Task item
Search the records for the word "NoOpMetrics" and copy every line in which it occurs.

Records Start Marker

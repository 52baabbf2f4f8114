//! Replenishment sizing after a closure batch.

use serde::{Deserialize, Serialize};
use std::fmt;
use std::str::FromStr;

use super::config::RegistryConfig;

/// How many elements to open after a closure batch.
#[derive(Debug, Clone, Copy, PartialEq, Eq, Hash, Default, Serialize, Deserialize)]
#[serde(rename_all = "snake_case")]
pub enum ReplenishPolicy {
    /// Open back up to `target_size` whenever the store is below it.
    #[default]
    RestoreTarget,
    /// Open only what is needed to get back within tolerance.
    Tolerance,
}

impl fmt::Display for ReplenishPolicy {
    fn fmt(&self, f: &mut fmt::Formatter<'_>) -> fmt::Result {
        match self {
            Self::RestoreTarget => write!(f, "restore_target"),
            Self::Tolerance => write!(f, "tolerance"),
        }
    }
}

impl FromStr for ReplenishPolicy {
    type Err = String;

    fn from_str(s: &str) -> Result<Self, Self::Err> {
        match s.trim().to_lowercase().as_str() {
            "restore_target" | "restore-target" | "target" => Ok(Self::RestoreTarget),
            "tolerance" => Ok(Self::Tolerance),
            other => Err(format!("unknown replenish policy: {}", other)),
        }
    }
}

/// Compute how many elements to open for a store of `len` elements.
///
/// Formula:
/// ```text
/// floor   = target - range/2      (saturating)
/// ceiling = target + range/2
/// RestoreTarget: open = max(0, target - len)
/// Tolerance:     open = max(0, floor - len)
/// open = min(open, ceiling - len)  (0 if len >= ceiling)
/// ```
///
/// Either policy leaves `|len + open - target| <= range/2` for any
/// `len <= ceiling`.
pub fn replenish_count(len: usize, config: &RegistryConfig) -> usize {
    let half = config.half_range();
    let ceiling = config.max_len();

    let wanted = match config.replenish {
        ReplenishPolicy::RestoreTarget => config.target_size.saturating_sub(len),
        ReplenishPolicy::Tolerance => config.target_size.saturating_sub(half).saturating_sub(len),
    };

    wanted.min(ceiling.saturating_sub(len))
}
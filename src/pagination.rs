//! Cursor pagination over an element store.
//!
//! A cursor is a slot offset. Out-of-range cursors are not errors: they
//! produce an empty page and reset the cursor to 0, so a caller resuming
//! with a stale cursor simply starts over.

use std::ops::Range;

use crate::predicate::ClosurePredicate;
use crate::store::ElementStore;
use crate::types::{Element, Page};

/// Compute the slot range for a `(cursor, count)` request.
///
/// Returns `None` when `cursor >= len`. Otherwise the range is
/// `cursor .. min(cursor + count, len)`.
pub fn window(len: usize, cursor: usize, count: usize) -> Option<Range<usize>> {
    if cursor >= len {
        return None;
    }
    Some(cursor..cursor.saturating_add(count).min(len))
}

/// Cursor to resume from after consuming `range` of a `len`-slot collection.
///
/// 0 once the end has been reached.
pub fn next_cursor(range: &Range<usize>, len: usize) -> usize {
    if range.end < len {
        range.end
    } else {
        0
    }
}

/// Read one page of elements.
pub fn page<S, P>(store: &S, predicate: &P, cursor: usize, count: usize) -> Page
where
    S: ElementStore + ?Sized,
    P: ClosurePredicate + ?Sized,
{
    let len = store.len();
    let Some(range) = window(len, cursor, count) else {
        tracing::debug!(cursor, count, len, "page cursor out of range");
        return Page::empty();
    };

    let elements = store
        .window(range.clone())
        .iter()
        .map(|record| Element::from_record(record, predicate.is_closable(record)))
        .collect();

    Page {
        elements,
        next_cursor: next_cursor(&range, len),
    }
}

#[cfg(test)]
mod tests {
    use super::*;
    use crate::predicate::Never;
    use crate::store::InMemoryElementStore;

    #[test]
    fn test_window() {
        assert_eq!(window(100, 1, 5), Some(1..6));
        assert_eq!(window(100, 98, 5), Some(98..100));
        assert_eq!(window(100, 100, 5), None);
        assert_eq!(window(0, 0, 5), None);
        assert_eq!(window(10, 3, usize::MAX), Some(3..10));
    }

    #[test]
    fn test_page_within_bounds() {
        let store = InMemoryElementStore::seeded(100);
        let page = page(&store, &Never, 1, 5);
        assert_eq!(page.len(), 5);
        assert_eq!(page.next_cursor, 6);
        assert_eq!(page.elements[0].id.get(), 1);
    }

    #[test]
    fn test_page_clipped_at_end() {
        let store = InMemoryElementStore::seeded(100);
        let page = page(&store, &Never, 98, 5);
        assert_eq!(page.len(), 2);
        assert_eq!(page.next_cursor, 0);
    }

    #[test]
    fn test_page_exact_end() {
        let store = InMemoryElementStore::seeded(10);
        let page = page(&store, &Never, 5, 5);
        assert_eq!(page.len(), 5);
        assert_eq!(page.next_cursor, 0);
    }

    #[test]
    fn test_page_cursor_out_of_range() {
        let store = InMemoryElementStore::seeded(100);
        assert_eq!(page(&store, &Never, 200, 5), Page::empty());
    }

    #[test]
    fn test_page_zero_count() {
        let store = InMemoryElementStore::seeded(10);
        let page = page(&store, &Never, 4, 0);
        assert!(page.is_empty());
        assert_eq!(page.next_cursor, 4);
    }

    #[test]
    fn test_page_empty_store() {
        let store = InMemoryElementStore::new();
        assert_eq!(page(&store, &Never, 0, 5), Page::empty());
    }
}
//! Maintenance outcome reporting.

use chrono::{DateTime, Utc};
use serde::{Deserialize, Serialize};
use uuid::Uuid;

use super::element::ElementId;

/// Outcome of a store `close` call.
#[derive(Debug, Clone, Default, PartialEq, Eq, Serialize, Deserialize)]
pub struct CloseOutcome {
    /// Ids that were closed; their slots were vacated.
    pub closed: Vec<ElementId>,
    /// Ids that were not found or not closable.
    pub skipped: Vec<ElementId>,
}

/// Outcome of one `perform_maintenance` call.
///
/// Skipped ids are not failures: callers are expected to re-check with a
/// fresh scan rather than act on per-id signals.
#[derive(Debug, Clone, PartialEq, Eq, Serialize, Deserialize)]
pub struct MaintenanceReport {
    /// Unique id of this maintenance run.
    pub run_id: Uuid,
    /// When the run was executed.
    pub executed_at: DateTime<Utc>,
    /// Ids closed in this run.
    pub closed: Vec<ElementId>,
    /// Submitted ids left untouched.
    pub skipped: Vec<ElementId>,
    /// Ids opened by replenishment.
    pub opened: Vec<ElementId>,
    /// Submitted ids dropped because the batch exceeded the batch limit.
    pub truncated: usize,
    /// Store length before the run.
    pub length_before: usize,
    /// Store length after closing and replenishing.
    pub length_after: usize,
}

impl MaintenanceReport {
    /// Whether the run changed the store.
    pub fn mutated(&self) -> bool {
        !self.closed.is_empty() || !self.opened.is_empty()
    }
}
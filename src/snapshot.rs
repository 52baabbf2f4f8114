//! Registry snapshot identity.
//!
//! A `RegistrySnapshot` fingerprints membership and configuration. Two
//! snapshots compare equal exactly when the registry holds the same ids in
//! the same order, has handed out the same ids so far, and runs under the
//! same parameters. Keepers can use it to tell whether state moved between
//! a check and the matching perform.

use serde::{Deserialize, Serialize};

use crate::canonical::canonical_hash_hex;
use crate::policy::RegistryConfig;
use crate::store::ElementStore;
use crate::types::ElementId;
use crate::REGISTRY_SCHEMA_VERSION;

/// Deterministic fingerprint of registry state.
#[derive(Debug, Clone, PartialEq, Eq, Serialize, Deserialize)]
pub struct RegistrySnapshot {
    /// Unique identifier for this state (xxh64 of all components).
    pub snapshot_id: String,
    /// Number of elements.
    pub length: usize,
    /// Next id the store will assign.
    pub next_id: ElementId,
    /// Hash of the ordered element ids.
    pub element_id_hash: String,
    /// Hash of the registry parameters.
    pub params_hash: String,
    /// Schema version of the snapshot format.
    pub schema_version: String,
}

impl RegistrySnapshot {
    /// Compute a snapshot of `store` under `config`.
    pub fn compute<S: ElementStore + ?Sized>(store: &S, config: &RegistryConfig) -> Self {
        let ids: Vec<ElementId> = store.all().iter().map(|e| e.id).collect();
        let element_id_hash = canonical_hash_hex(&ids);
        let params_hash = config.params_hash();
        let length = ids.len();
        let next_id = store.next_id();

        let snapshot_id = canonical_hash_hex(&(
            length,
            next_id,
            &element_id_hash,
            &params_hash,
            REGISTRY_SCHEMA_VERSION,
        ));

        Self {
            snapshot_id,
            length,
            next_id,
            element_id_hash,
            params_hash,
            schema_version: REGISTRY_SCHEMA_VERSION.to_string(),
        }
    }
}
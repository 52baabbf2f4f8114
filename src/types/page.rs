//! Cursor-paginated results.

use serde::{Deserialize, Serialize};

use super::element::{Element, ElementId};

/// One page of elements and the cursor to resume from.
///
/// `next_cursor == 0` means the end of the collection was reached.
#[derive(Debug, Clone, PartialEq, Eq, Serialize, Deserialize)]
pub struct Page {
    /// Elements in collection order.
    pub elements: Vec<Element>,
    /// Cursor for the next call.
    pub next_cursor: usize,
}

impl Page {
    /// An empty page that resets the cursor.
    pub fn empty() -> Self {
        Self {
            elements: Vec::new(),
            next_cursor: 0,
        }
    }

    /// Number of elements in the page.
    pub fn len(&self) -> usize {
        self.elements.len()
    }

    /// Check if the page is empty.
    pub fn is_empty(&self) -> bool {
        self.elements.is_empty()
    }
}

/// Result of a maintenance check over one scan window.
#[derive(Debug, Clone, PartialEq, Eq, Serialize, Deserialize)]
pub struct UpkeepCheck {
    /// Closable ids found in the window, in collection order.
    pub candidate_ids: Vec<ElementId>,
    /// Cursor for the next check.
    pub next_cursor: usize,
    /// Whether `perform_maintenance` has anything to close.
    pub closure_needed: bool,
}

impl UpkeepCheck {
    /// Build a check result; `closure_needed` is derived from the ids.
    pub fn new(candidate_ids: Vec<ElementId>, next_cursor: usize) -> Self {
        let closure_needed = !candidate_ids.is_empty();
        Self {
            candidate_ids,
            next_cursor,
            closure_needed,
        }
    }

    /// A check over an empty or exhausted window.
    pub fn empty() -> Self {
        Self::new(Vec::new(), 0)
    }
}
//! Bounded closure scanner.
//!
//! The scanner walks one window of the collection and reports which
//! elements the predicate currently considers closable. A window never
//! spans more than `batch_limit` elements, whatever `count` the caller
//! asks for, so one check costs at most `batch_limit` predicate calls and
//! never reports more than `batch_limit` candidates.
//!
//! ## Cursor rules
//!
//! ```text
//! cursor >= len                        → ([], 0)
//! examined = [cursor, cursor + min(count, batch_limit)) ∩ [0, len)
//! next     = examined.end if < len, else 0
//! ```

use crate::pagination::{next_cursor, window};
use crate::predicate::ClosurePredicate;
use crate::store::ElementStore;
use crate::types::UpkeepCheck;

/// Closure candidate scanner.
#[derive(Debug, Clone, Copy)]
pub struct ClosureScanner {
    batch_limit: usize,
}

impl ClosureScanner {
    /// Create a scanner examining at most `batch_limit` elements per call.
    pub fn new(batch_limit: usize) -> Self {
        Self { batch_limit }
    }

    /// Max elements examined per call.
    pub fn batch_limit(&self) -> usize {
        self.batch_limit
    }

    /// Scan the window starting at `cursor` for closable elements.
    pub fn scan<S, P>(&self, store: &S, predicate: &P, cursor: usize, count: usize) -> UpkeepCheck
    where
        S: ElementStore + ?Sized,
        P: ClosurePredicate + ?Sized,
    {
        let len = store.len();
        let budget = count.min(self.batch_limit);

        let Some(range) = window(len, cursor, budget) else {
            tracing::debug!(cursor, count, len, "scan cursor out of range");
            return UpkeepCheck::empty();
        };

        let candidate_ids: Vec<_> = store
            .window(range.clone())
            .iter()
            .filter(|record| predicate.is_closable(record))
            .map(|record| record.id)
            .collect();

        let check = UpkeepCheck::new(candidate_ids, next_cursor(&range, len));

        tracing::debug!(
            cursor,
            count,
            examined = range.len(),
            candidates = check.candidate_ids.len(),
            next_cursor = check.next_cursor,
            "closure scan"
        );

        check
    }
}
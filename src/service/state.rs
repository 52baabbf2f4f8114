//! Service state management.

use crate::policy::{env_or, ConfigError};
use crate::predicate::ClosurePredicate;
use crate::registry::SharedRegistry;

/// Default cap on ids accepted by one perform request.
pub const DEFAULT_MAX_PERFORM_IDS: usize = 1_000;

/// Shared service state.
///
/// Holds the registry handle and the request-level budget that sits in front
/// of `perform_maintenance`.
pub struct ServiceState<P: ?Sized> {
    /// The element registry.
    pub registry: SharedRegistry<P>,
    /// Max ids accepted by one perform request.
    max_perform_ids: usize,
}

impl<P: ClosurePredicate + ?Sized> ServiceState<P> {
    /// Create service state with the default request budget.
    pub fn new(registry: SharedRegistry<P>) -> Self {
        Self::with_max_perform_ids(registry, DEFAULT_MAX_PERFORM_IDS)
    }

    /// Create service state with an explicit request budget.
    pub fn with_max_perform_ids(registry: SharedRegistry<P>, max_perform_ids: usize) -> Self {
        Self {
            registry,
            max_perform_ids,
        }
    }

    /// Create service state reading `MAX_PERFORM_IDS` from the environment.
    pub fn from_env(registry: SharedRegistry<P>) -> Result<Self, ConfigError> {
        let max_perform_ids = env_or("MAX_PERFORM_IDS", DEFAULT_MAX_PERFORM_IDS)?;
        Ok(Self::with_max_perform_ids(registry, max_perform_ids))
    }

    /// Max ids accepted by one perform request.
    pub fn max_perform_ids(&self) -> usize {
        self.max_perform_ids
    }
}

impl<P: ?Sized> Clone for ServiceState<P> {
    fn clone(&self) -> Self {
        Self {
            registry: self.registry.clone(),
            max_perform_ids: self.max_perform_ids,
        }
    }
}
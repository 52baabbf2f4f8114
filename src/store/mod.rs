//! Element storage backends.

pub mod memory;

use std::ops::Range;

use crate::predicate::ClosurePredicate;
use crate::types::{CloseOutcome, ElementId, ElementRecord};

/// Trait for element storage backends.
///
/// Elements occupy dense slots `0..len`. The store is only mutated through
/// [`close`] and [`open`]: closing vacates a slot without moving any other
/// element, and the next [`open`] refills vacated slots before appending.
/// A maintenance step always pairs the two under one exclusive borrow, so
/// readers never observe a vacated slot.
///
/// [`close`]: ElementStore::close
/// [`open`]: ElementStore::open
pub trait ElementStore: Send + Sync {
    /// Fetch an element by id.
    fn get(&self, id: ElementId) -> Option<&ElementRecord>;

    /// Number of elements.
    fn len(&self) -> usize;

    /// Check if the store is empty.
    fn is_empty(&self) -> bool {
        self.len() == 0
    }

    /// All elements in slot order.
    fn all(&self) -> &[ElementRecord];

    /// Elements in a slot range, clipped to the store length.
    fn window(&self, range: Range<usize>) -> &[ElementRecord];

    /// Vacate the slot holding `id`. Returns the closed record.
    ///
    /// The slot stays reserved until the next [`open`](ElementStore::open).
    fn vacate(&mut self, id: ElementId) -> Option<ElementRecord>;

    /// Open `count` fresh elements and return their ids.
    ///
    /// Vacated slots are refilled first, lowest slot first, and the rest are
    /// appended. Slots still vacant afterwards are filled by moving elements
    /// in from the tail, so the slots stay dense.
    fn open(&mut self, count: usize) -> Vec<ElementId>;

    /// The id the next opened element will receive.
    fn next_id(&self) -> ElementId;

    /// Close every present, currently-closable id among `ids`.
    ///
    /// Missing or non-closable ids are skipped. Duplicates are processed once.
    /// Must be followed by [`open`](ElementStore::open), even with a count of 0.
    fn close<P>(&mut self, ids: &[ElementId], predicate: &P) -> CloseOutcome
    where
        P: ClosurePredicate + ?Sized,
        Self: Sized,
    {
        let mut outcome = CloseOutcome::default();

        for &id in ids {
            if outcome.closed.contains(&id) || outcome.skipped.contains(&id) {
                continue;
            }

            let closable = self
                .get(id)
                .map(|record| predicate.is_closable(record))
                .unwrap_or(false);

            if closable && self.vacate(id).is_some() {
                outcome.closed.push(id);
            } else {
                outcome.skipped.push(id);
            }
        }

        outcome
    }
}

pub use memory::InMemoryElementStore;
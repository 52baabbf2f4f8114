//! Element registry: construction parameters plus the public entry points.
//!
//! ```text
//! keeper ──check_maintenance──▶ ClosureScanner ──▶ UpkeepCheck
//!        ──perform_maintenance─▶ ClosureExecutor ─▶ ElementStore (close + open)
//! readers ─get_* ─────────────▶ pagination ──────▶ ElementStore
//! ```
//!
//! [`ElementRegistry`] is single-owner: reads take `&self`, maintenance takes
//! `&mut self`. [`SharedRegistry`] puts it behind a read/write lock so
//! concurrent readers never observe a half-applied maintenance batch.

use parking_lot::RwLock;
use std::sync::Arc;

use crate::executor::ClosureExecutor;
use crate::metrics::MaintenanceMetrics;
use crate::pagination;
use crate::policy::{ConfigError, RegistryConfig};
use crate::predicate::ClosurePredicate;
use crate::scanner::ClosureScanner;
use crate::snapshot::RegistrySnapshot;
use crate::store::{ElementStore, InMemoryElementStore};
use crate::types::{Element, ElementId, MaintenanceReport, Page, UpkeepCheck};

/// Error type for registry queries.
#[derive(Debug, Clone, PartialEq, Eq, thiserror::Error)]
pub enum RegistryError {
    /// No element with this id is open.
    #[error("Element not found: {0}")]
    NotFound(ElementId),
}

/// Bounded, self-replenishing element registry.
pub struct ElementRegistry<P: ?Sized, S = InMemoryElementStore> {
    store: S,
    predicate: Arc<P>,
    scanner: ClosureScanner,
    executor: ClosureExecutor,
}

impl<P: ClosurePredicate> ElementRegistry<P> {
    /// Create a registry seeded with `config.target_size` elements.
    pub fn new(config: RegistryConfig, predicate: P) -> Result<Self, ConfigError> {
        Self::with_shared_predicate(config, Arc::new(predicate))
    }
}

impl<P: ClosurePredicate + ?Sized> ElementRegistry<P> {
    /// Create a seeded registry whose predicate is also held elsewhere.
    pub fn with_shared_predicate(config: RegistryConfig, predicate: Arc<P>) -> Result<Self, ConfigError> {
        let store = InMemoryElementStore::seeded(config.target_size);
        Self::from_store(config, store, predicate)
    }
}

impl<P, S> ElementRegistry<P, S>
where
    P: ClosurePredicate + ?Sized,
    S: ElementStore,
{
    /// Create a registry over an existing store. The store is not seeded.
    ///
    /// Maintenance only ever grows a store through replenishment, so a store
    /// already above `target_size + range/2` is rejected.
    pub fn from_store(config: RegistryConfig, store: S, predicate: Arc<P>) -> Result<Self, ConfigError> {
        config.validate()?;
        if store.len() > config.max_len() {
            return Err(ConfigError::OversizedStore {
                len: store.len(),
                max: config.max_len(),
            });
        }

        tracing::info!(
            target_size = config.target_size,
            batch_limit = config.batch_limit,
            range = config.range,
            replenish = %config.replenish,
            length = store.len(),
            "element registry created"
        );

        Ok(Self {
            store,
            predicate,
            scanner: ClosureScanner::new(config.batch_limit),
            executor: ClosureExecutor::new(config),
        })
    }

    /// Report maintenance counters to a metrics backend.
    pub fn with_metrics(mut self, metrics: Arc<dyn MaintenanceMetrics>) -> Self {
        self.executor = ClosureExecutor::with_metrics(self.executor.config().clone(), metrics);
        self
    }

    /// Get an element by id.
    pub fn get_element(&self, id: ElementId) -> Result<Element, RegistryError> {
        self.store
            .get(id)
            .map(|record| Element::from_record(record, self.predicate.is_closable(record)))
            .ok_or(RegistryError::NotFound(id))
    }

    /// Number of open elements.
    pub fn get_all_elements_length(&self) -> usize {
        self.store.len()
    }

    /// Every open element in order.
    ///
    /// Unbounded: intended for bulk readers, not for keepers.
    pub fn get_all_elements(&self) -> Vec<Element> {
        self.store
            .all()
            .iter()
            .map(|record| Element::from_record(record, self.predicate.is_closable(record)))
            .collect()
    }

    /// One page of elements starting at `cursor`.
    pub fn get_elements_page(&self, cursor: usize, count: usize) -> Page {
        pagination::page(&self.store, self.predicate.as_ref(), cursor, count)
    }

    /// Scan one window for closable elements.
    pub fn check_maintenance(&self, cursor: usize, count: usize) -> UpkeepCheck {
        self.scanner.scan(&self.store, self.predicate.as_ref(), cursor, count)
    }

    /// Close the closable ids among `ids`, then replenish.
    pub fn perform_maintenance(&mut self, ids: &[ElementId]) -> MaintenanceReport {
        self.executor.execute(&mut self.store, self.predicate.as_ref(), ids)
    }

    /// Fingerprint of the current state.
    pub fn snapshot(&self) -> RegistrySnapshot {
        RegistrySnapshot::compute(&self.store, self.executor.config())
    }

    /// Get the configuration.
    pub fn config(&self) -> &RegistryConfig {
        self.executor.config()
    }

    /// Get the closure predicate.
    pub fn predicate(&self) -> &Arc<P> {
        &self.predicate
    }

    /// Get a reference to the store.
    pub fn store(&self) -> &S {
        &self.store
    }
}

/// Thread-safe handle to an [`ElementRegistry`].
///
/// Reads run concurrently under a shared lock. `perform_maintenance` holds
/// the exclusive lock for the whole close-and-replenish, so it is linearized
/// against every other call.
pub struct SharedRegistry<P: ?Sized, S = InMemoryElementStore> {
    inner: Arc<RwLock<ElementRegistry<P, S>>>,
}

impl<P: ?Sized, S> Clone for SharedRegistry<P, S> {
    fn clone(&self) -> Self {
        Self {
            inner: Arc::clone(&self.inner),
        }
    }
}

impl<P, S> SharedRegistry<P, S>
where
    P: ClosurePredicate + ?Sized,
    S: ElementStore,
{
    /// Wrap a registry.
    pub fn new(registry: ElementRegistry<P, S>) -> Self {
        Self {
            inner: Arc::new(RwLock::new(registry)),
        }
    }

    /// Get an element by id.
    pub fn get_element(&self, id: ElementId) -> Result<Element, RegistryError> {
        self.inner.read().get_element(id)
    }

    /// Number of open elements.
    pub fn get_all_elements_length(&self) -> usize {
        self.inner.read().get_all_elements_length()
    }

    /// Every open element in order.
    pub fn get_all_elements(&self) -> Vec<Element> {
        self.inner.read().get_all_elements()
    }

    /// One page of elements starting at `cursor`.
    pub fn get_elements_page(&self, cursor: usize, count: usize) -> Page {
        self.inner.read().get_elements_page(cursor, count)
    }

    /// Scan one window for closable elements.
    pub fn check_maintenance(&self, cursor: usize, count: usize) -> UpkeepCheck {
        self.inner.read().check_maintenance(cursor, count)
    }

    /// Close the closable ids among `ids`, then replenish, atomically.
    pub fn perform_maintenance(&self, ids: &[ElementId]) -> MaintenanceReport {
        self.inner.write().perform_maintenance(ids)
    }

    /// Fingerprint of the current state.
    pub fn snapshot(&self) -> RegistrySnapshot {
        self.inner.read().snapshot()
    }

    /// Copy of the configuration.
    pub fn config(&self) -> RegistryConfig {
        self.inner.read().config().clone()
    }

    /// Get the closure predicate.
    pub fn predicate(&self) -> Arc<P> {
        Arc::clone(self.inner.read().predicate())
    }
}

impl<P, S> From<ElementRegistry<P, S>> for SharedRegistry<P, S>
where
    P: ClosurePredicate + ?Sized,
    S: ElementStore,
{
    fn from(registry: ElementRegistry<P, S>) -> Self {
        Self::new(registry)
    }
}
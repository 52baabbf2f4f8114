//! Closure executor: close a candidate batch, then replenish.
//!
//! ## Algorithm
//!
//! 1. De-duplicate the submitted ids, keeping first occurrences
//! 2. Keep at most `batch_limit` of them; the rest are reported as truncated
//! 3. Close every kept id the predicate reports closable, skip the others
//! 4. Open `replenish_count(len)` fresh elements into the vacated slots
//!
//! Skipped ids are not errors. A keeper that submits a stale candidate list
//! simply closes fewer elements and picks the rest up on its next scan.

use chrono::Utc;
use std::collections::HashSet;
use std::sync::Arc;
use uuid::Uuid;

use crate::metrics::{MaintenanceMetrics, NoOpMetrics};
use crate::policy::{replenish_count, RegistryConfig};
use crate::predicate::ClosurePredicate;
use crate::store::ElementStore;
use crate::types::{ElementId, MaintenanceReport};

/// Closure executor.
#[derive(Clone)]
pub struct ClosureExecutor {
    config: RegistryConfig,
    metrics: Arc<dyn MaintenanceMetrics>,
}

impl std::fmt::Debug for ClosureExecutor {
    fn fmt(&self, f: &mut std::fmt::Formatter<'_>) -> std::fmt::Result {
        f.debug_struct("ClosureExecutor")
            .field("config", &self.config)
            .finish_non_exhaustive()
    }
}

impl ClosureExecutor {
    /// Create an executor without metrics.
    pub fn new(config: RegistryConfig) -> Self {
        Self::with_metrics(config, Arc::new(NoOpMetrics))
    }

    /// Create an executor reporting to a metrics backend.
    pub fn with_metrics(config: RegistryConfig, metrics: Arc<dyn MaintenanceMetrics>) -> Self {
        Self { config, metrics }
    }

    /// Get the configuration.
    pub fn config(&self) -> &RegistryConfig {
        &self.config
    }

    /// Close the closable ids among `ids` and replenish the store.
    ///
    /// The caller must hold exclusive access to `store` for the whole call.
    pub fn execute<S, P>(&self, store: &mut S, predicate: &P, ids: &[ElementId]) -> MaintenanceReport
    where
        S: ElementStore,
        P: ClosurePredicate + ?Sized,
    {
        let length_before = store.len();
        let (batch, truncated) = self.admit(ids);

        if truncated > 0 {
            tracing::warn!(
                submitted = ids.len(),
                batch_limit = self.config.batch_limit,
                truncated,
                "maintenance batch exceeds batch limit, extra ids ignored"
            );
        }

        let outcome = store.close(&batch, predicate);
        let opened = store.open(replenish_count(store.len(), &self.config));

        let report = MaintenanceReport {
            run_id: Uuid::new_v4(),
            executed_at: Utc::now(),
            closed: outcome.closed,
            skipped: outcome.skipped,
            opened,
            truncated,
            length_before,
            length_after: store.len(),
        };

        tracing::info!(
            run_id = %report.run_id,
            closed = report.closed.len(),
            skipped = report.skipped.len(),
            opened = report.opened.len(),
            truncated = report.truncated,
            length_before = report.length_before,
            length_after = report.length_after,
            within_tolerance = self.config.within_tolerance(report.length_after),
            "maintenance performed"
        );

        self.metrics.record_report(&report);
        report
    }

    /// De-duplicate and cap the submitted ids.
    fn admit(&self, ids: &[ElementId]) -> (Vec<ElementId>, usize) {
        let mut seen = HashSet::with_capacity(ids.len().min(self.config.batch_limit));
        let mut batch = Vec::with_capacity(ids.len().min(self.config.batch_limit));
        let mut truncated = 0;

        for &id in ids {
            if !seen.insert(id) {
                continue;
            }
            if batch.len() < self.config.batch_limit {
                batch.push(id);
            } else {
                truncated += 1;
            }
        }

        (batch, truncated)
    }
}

Records End Marker

Written response
use crate::metrics::{MaintenanceMetrics, NoOpMetrics};
        Self::with_metrics(config, Arc::new(NoOpMetrics))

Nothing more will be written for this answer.